Anyone who lives in or has visited these areas since June 1, is asked to be especially vigilant for the onset of even the mildest of cold-like symptoms, and is urged to come forward for testing immediately if they appear, then isolate until a negative result is received.

Pop-up testing sites have been established at Moree, Narrandera, Dubbo and Forbes this morning.

Moree mayor says more resources for testing needed 

In Moree, where the Victorian couple visited a cafe, pub, supermarket and the thermal springs, mayor Katrina Humphries said the community had come out in force to be tested, with queues "around the block twice and halfway down the highway."

"I'm very, very proud of them and people are being incredibly patient and tolerant but we just don't have the resources for this," Cr Humphries said.

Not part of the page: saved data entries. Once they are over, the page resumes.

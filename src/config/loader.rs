//! Configuration loading from disk.

use std::fs;
use std::path::Path;

use crate::config::schema::ResilienceConfig;
use crate::config::validation::{validate_config, ValidationError};

/// Error type for configuration loading.
#[derive(Debug)]
pub enum ConfigError {
    Io(std::io::Error),
    Parse(toml::de::Error),
    Validation(Vec<ValidationError>),
}

impl std::fmt::Display for ConfigError {
    fn fmt(&self, f: &mut std::fmt::Formatter<'_>) -> std::fmt::Result {
        match self {
            ConfigError::Io(e) => write!(f, "IO error: {}", e),
            ConfigError::Parse(e) => write!(f, "Parse error: {}", e),
            ConfigError::Validation(errors) => {
                write!(f, "Validation failed: ")?;
                for (i, err) in errors.iter().enumerate() {
                    if i > 0 {
                        write!(f, ", ")?;
                    }
                    write!(f, "{}", err)?;
                }
                Ok(())
            }
        }
    }
}

impl std::error::Error for ConfigError {
    fn source(&self) -> Option<&(dyn std::error::Error + 'static)> {
        match self {
            ConfigError::Io(e) => Some(e),
            ConfigError::Parse(e) => Some(e),
            ConfigError::Validation(_) => None,
        }
    }
}

/// Parse and validate configuration from TOML text.
pub fn parse_config(content: &str) -> Result<ResilienceConfig, ConfigError> {
    let config: ResilienceConfig = toml::from_str(content).map_err(ConfigError::Parse)?;
    validate_config(&config).map_err(ConfigError::Validation)?;
    Ok(config)
}

/// Load and validate configuration from a TOML file.
pub fn load_config(path: &Path) -> Result<ResilienceConfig, ConfigError> {
    let content = fs::read_to_string(path).map_err(ConfigError::Io)?;
    parse_config(&content)
}

#[cfg(test)]
mod tests {
    use super::*;

    #[test]
    fn test_load_from_file() {
        let path = std::env::temp_dir().join("impact_resilience_loader_test.toml");
        fs::write(
            &path,
            "[circuit_breaker]\nfailure_threshold = 7\n\n[observability]\nlog_format = \"json\"\n",
        )
        .unwrap();

        let config = load_config(&path).unwrap();
        assert_eq!(config.circuit_breaker.failure_threshold, 7);
        assert_eq!(config.observability.log_format, "json");

        fs::remove_file(&path).unwrap_or_default();
    }

    #[test]
    fn test_missing_file() {
        let err = load_config(Path::new("/definitely/not/here.toml")).unwrap_err();
        assert!(matches!(err, ConfigError::Io(_)));
    }

    #[test]
    fn test_parse_error() {
        let err = parse_config("[retry\nmax_retries = ").unwrap_err();
        assert!(matches!(err, ConfigError::Parse(_)));
    }

    #[test]
    fn test_validation_error_message() {
        let err = parse_config("[circuit_breaker]\nhalf_open_max_calls = 0\n").unwrap_err();
        assert_eq!(
            err.to_string(),
            "Validation failed: circuit_breaker: half_open_max_calls must be at least 1"
        );
    }
}
//! Structured logging.
//!
//! # Responsibilities
//! - Initialize logging subsystem
//! - Configure log level from config and environment
//!
//! # Design Decisions
//! - Uses tracing crate for structured logging
//! - JSON format for production, pretty format for development
//! - `RUST_LOG` overrides the configured level
//! - Events go to stderr; stdout is reserved for command output

use tracing_subscriber::{layer::SubscriberExt, util::SubscriberInitExt, EnvFilter};

use crate::config::ObservabilityConfig;

/// Install the global tracing subscriber.
///
/// Returns an error if a subscriber is already installed.
pub fn init_logging(config: &ObservabilityConfig) -> Result<(), tracing_subscriber::util::TryInitError> {
    let filter = EnvFilter::try_from_default_env()
        .unwrap_or_else(|_| format!("impact_resilience={}", config.log_level).into());

    let registry = tracing_subscriber::registry().with(filter);
    if config.log_format == "json" {
        registry
            .with(tracing_subscriber::fmt::layer().json().with_writer(std::io::stderr))
            .try_init()
    } else {
        registry
            .with(tracing_subscriber::fmt::layer().with_writer(std::io::stderr))
            .try_init()
    }
}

"It's an issue for everyone in the bush, we can't click our fingers and have teams of testing sites and marquees at the ready, we just don't have it and we need it.

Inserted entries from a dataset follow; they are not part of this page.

//! Circuit breaker for dependency protection.
//!
//! # States
//! - Closed: normal operation, calls pass through
//! - Open: dependency assumed down, calls fail fast
//! - Half-Open: testing if dependency recovered
//!
//! # State Transitions
//! ```text
//! Closed → Open: consecutive failures >= failure_threshold
//! Open → Half-Open: on the first call after reset_timeout
//! Half-Open → Closed: half_open_max_calls consecutive successes
//! Half-Open → Open: any failure
//! ```
//!
//! # Design Decisions
//! - One breaker per service name (see `registry.rs`)
//! - Fail fast in Open state; the operation is never invoked
//! - The Open → Half-Open check only runs inside `execute`, never on reads
//! - The lock is not held across the awaited operation, so concurrent calls
//!   may interleave between the admission check and the outcome update

use std::fmt;
use std::future::Future;
use std::sync::{Mutex, MutexGuard, PoisonError};
use std::time::{Duration, Instant};

use serde::Serialize;

use crate::observability::metrics;
use crate::resilience::error::ResilienceError;

/// Breaker state.
#[derive(Debug, Clone, Copy, PartialEq, Eq, Serialize)]
#[serde(rename_all = "kebab-case")]
pub enum CircuitState {
    Closed,
    Open,
    HalfOpen,
}

impl CircuitState {
    pub fn as_str(&self) -> &'static str {
        match self {
            CircuitState::Closed => "closed",
            CircuitState::Open => "open",
            CircuitState::HalfOpen => "half-open",
        }
    }
}

impl fmt::Display for CircuitState {
    fn fmt(&self, f: &mut fmt::Formatter<'_>) -> fmt::Result {
        f.write_str(self.as_str())
    }
}

/// Thresholds for one breaker.
#[derive(Debug, Clone, PartialEq, Eq)]
pub struct CircuitBreakerPolicy {
    /// Consecutive failures that open the circuit.
    pub failure_threshold: u32,
    /// Time the circuit stays open before probing.
    pub reset_timeout: Duration,
    /// Consecutive half-open successes that close the circuit.
    pub half_open_max_calls: u32,
}

impl Default for CircuitBreakerPolicy {
    fn default() -> Self {
        Self {
            failure_threshold: 5,
            reset_timeout: Duration::from_millis(60_000),
            half_open_max_calls: 3,
        }
    }
}

/// Point-in-time view of a breaker.
#[derive(Debug, Clone, Copy, PartialEq, Eq, Serialize)]
pub struct CircuitSnapshot {
    pub state: CircuitState,
    pub consecutive_failures: u32,
    pub half_open_successes: u32,
}

#[derive(Debug)]
struct BreakerInner {
    state: CircuitState,
    consecutive_failures: u32,
    half_open_successes: u32,
    last_failure: Option<Instant>,
}

impl BreakerInner {
    fn closed() -> Self {
        Self {
            state: CircuitState::Closed,
            consecutive_failures: 0,
            half_open_successes: 0,
            last_failure: None,
        }
    }
}

/// Circuit breaker guarding one named dependency.
#[derive(Debug)]
pub struct CircuitBreaker {
    service: String,
    policy: CircuitBreakerPolicy,
    inner: Mutex<BreakerInner>,
}

impl CircuitBreaker {
    pub fn new(service: impl Into<String>, policy: CircuitBreakerPolicy) -> Self {
        let service = service.into();
        metrics::record_circuit_state(&service, CircuitState::Closed);
        Self {
            service,
            policy,
            inner: Mutex::new(BreakerInner::closed()),
        }
    }

    pub fn policy(&self) -> &CircuitBreakerPolicy {
        &self.policy
    }

    /// Current state. Never transitions the breaker.
    pub fn state(&self) -> CircuitState {
        self.lock().state
    }

    /// Current state and counters. Never transitions the breaker.
    pub fn snapshot(&self) -> CircuitSnapshot {
        let inner = self.lock();
        CircuitSnapshot {
            state: inner.state,
            consecutive_failures: inner.consecutive_failures,
            half_open_successes: inner.half_open_successes,
        }
    }

    /// Force the breaker back to Closed with zeroed counters.
    pub fn reset(&self) {
        let mut inner = self.lock();
        let previous = inner.state;
        *inner = BreakerInner::closed();
        drop(inner);

        if previous != CircuitState::Closed {
            self.record_transition(previous, CircuitState::Closed);
        }
        tracing::info!(service = %self.service, "Circuit breaker reset");
    }

    /// Run `operation` if the circuit admits it, and account for its outcome.
    ///
    /// The operation's error is returned unchanged.
    pub async fn execute<T, F, Fut>(&self, operation: F) -> Result<T, ResilienceError>
    where
        F: FnOnce() -> Fut,
        Fut: Future<Output = Result<T, ResilienceError>>,
    {
        self.try_acquire()?;

        let outcome = operation().await;
        match &outcome {
            Ok(_) => self.on_success(),
            Err(_) => self.on_failure(),
        }
        outcome
    }

    /// Admission check, including the Open → Half-Open probe transition.
    fn try_acquire(&self) -> Result<(), ResilienceError> {
        let mut inner = self.lock();
        if inner.state != CircuitState::Open {
            return Ok(());
        }

        let cooled_down = inner
            .last_failure
            .map_or(true, |at| at.elapsed() >= self.policy.reset_timeout);
        if cooled_down {
            inner.state = CircuitState::HalfOpen;
            inner.half_open_successes = 0;
            drop(inner);
            self.record_transition(CircuitState::Open, CircuitState::HalfOpen);
            return Ok(());
        }

        drop(inner);
        tracing::debug!(service = %self.service, "Circuit open, rejecting call");
        metrics::record_circuit_rejected(&self.service);
        Err(ResilienceError::CircuitOpen {
            service: self.service.clone(),
        })
    }

    fn on_success(&self) {
        let mut inner = self.lock();
        match inner.state {
            CircuitState::Closed => {
                inner.consecutive_failures = 0;
            }
            CircuitState::HalfOpen => {
                inner.half_open_successes += 1;
                if inner.half_open_successes >= self.policy.half_open_max_calls {
                    inner.state = CircuitState::Closed;
                    inner.consecutive_failures = 0;
                    inner.half_open_successes = 0;
                    drop(inner);
                    self.record_transition(CircuitState::HalfOpen, CircuitState::Closed);
                }
            }
            // A call admitted before the circuit opened; it says nothing about recovery.
            CircuitState::Open => {}
        }
    }

    fn on_failure(&self) {
        let mut inner = self.lock();
        inner.last_failure = Some(Instant::now());
        match inner.state {
            CircuitState::Closed => {
                inner.consecutive_failures += 1;
                if inner.consecutive_failures >= self.policy.failure_threshold {
                    inner.state = CircuitState::Open;
                    drop(inner);
                    self.record_transition(CircuitState::Closed, CircuitState::Open);
                }
            }
            CircuitState::HalfOpen => {
                inner.state = CircuitState::Open;
                inner.half_open_successes = 0;
                drop(inner);
                self.record_transition(CircuitState::HalfOpen, CircuitState::Open);
            }
            CircuitState::Open => {}
        }
    }

    fn record_transition(&self, from: CircuitState, to: CircuitState) {
        if to == CircuitState::Open {
            tracing::warn!(
                service = %self.service,
                from = %from,
                reset_timeout = ?self.policy.reset_timeout,
                "Circuit opened"
            );
        } else {
            tracing::info!(service = %self.service, from = %from, to = %to, "Circuit state changed");
        }
        metrics::record_circuit_transition(&self.service, from, to);
    }

    fn lock(&self) -> MutexGuard<'_, BreakerInner> {
        self.inner.lock().unwrap_or_else(PoisonError::into_inner)
    }
}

"But we want people to get tested because it's the only way we're going to get on top of this and God willing we won't have any cases."

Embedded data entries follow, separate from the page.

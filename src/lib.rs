//! Retry and circuit breaker layer for ImpactSoluce service calls.

pub mod config;
pub mod observability;
pub mod resilience;

pub use config::schema::ResilienceConfig;
pub use resilience::{
    fetch_with_retry, run_with_retry, CircuitBreaker, CircuitBreakerPolicy, CircuitState, ResilienceError,
    ResilienceOptions, ResilienceRegistry, RetryPolicy,
};
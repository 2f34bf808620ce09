//! Source tree walking
//!
//! `BookWalker` visits a source directory in pre-order and streams one
//! `BookEntry` per qualifying directory or file to a `BookOutput`. Filtering
//! (`IgnoreFilter`) and path mapping (`utils`) are pure and tested on their own.

mod config;
mod filter;
mod traversal;
mod utils;
mod walker;

// Re-export public types
pub use config::{DEFAULT_IGNORE_PATTERNS, DEFAULT_MAX_DEPTH, WalkerConfig};
pub use filter::IgnoreFilter;
pub use traversal::{BaseTraversal, Child, Partition};
pub use utils::{
    README, dir_readme_path, file_stub_path, flat_dir_stub_path, split_extension,
    to_slash, transliterate_file_name,
};
pub use walker::{BookEntry, BookOutput, BookWalker, EntryKind, WalkCounts};
//! gitbook-gen - mirror a source tree as a GitBook skeleton
//!
//! For every source directory a `<name>_gitbook` directory is created with a
//! `README.md`, a `SUMMARY.md` table of contents, and one placeholder
//! markdown document per directory and file, up to a fixed depth.

pub mod book;
pub mod error;
pub mod logging;
pub mod output;
pub mod report;
pub mod string_utils;
pub mod tree;

#[cfg(any(test, feature = "test-utils"))]
pub mod test_utils;

pub use book::{BookProject, DEFAULT_ATTRIBUTION, DEFAULT_BOOK_SUFFIX, GeneratorConfig, generate};
pub use error::{GenError, Result};
pub use output::{FsEmitter, SummaryWriter, WritePolicy};
pub use report::{GenerationReport, ProjectReport, print_report, print_report_json};
pub use tree::{BookEntry, BookOutput, BookWalker, EntryKind, IgnoreFilter, WalkerConfig};
//! Book output
//!
//! # Module Structure
//!
//! - `stub` - Stub documents and the overwrite policy
//! - `summary` - SUMMARY.md writer
//! - `emitter` - `BookOutput` implementation writing to the filesystem

mod emitter;
mod stub;
mod summary;

pub use emitter::{DIR_STUB_POLICY, FILE_STUB_POLICY, FsEmitter, is_managed_document};
pub use stub::{WriteOutcome, WritePolicy, heading, write_document};
pub use summary::{SUMMARY, SummaryWriter, format_entry};
//! Name-based ignore filtering for tree walking

use glob::Pattern;

use crate::error::{GenError, Result};

/// Compiled set of ignore globs, matched against a single entry name.
///
/// Matching is case-sensitive: `*readme.md` skips `readme.md` and
/// `docs_readme.md` but not `README.md`.
#[derive(Debug, Clone, Default)]
pub struct IgnoreFilter {
    patterns: Vec<Pattern>,
}

impl IgnoreFilter {
    /// Compile the given patterns, failing on the first invalid glob.
    pub fn new<S: AsRef<str>>(patterns: &[S]) -> Result<Self> {
        let patterns = patterns
            .iter()
            .map(|p| {
                let p = p.as_ref();
                Pattern::new(p).map_err(|source| GenError::InvalidPattern {
                    pattern: p.to_string(),
                    source,
                })
            })
            .collect::<Result<Vec<_>>>()?;
        Ok(Self { patterns })
    }

    /// Check if an entry name matches any ignore pattern.
    pub fn is_ignored(&self, name: &str) -> bool {
        self.patterns.iter().any(|p| p.matches(name))
    }

    pub fn len(&self) -> usize {
        self.patterns.len()
    }

    pub fn is_empty(&self) -> bool {
        self.patterns.is_empty()
    }
}
//! Configuration types for the tree walker

/// Deepest level that still gets its own entry.
pub const DEFAULT_MAX_DEPTH: usize = 4;

/// Entries whose name matches one of these are never walked or listed.
pub const DEFAULT_IGNORE_PATTERNS: &[&str] = &["*readme.md", "*build*", "*_test.go"];

/// Configuration for tree walking behavior.
#[derive(Debug, Clone)]
pub struct WalkerConfig {
    /// Children of the source root are at depth 1. Directories at this depth
    /// become flat stubs and are not descended into.
    pub max_depth: usize,
    pub ignore_patterns: Vec<String>,
    /// Entries starting with this prefix are skipped entirely
    pub hidden_prefix: char,
    /// Files (not directories) starting with this prefix are skipped
    pub private_file_prefix: char,
}

impl Default for WalkerConfig {
    fn default() -> Self {
        Self {
            max_depth: DEFAULT_MAX_DEPTH,
            ignore_patterns: DEFAULT_IGNORE_PATTERNS
                .iter()
                .map(|p| p.to_string())
                .collect(),
            hidden_prefix: '.',
            private_file_prefix: '_',
        }
    }
}
//! Logging setup for the command-line tool

use tracing_subscriber::EnvFilter;

/// Filter directive for the given verbosity when `RUST_LOG` is unset.
pub fn default_directive(verbose: u8, quiet: bool) -> &'static str {
    if quiet {
        return "error";
    }
    match verbose {
        0 => "info",
        1 => "debug",
        _ => "trace",
    }
}

/// Install the global subscriber. Log lines go to stderr so that stdout only
/// carries usage text and reports.
pub fn init(verbose: u8, quiet: bool, use_color: bool) {
    let filter = EnvFilter::try_from_default_env()
        .unwrap_or_else(|_| EnvFilter::new(default_directive(verbose, quiet)));

    tracing_subscriber::fmt()
        .with_env_filter(filter)
        .with_target(false)
        .without_time()
        .with_ansi(use_color)
        .with_writer(std::io::stderr)
        .init();
}
//! BookWalker - pre-order walk of a source tree, emitting one entry per
//! qualifying directory and file

use std::path::{Path, PathBuf};

use crate::error::Result;

use super::config::WalkerConfig;
use super::filter::IgnoreFilter;
use super::traversal::BaseTraversal;
use super::utils::{dir_readme_path, file_stub_path, flat_dir_stub_path};

/// What a walked entry turns into in the book.
#[derive(Debug, Clone, Copy, PartialEq, Eq)]
pub enum EntryKind {
    /// Mirrored directory with its own `README.md`; its children follow.
    Dir,
    /// Directory at the maximum depth, rendered as a single `<name>.md`.
    FlatDir,
    /// Regular file, rendered as `<base>_<ext>.md`.
    File,
}

/// A single entry produced by the walk.
#[derive(Debug, Clone, PartialEq, Eq)]
pub struct BookEntry {
    pub kind: EntryKind,
    /// Display name, the source entry's own name
    pub name: String,
    /// Path relative to the source root
    pub rel_path: PathBuf,
    /// Stub document path relative to the book root
    pub stub: PathBuf,
    /// 1 for children of the source root
    pub depth: usize,
}

/// Receives entries in walk order.
pub trait BookOutput {
    fn output_entry(&mut self, entry: &BookEntry) -> Result<()>;
}

/// Number of directories and files emitted by a walk.
#[derive(Debug, Clone, Copy, Default, PartialEq, Eq)]
pub struct WalkCounts {
    pub dirs: usize,
    pub files: usize,
}

/// Walks a source tree and streams `BookEntry` values to a `BookOutput`.
///
/// At each level every sub-directory (with its whole subtree) comes before
/// the level's files.
pub struct BookWalker {
    config: WalkerConfig,
    filter: IgnoreFilter,
}

impl BookWalker {
    /// Create a walker, compiling the configured ignore patterns.
    pub fn new(config: WalkerConfig) -> Result<Self> {
        let filter = IgnoreFilter::new(&config.ignore_patterns)?;
        Ok(Self { config, filter })
    }

    pub fn walk<O: BookOutput>(&self, root: &Path, output: &mut O) -> Result<WalkCounts> {
        let mut counts = WalkCounts::default();
        self.walk_dir(root, Path::new(""), 1, output, &mut counts)?;
        Ok(counts)
    }

    fn walk_dir<O: BookOutput>(
        &self,
        dir: &Path,
        rel_dir: &Path,
        depth: usize,
        output: &mut O,
        counts: &mut WalkCounts,
    ) -> Result<()> {
        let base = BaseTraversal::new(&self.config, &self.filter);
        if base.beyond_max_depth(depth) {
            return Ok(());
        }

        let partition = base.read_and_partition(dir)?;

        for child in partition.dirs {
            let rel_path = rel_dir.join(&child.name);
            counts.dirs += 1;

            if base.at_max_depth(depth) {
                let entry = BookEntry {
                    kind: EntryKind::FlatDir,
                    stub: flat_dir_stub_path(rel_dir, &child.name),
                    name: child.name,
                    rel_path,
                    depth,
                };
                output.output_entry(&entry)?;
                continue;
            }

            let entry = BookEntry {
                kind: EntryKind::Dir,
                stub: dir_readme_path(&rel_path),
                name: child.name,
                rel_path,
                depth,
            };
            output.output_entry(&entry)?;
            self.walk_dir(&child.path, &entry.rel_path, depth + 1, output, counts)?;
        }

        for child in partition.files {
            counts.files += 1;
            let entry = BookEntry {
                kind: EntryKind::File,
                stub: file_stub_path(rel_dir, &child.name),
                rel_path: rel_dir.join(&child.name),
                name: child.name,
                depth,
            };
            output.output_entry(&entry)?;
        }

        Ok(())
    }
}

Regional NSW rushing forward for vaccination

The number of COVID-19 vaccines administered by NSW has almost doubled since the Melbourne outbreak and people in regional areas of NSW are reportedly just as keen to get their shot as their metro counterparts.

On May 11, the day the first COVID case related to the latest outbreak was detected in Melbourne, NSW had administered 793,571 vaccines. Four weeks later on June 7, NSW had administered 1,515,485 doses, NSW health doing 14,687 a day.

In the Murrumbidgee Local Health District (MLHD) - which saw four exposure sites in Gundagai announced last week after a Melbourne family travelled through the town - the number of people vaccinated by MLHD has more than tripled in the last month (from 2800 on May 7 to 8500 on June 7) and they are now vaccinating around 1700 people a week.

This number does not include vaccinations administered by the local general practitioner network, and around 70 GP clinics are offering AstraZeneca across the region.

Murrumbidgee Local Health District's Kelly-Anne Marchioni after receiving her COVID vaccine. Regional NSW has seen an increase in demand for vaccines. Photo: MLHD

Murrumbidgee Local Health District's Kelly-Anne Marchioni after receiving her COVID vaccine. Regional NSW has seen an increase in demand for vaccines. Photo: MLHD

MLHD COVID-19 coordinator Emma Field said they had seen a large increase in people coming forward for their vaccination, particularly in the last two weeks, and the local GP network had reported a similar trend.

"We're certainly seeing the increase in demand has coincided with the Melbourne outbreak," Ms Field.

"We're also seeing a fairly big increase in our testing numbers.

"With no infections there can be some complacency creeping in, but with winter coming on, we're seeing a rise in respiratory systems and we're urging people to come forward and get tested."

A pop-up clinic was set up at Gundagai after the exposure sites were listed last week and Ms Field said more than 250 people were tested.

"The GP also did a number of tests, they have all come back negative," Ms Field said.

Currently people who fall into Phase 1a and Phase 1b, including health workers, first responders and meat workers, as well as people aged above 40 years old, are being vaccinated by NSW Health.

People aged 50 years old and above are advised to have AstraZeneca, while the under-50 age category will be eligible for the Pfizer vaccine.

Vaccination clinics booked "well in advance"

Western NSW Primary Health Network acting chief executive officer Robert Strickland said whilst they did not have the exact data to show the total vaccinations in the Western NSW region, they had heard reports that vaccinations have increased following the latest outbreak in Melbourne, with all of the Western NSW COVID-19 Vaccination clinics being booked well in advance at this stage.

"At present, people have been travelling up to half an hour to 45 minutes for AstraZeneca, but this will vary for Pfizer as the Western NSW Local Health District is yet to go outside of an hour radius from Dubbo, but as the vaccine storage requirements have now changed they are setting a schedule for the remainder of the region," Mr Strickland said.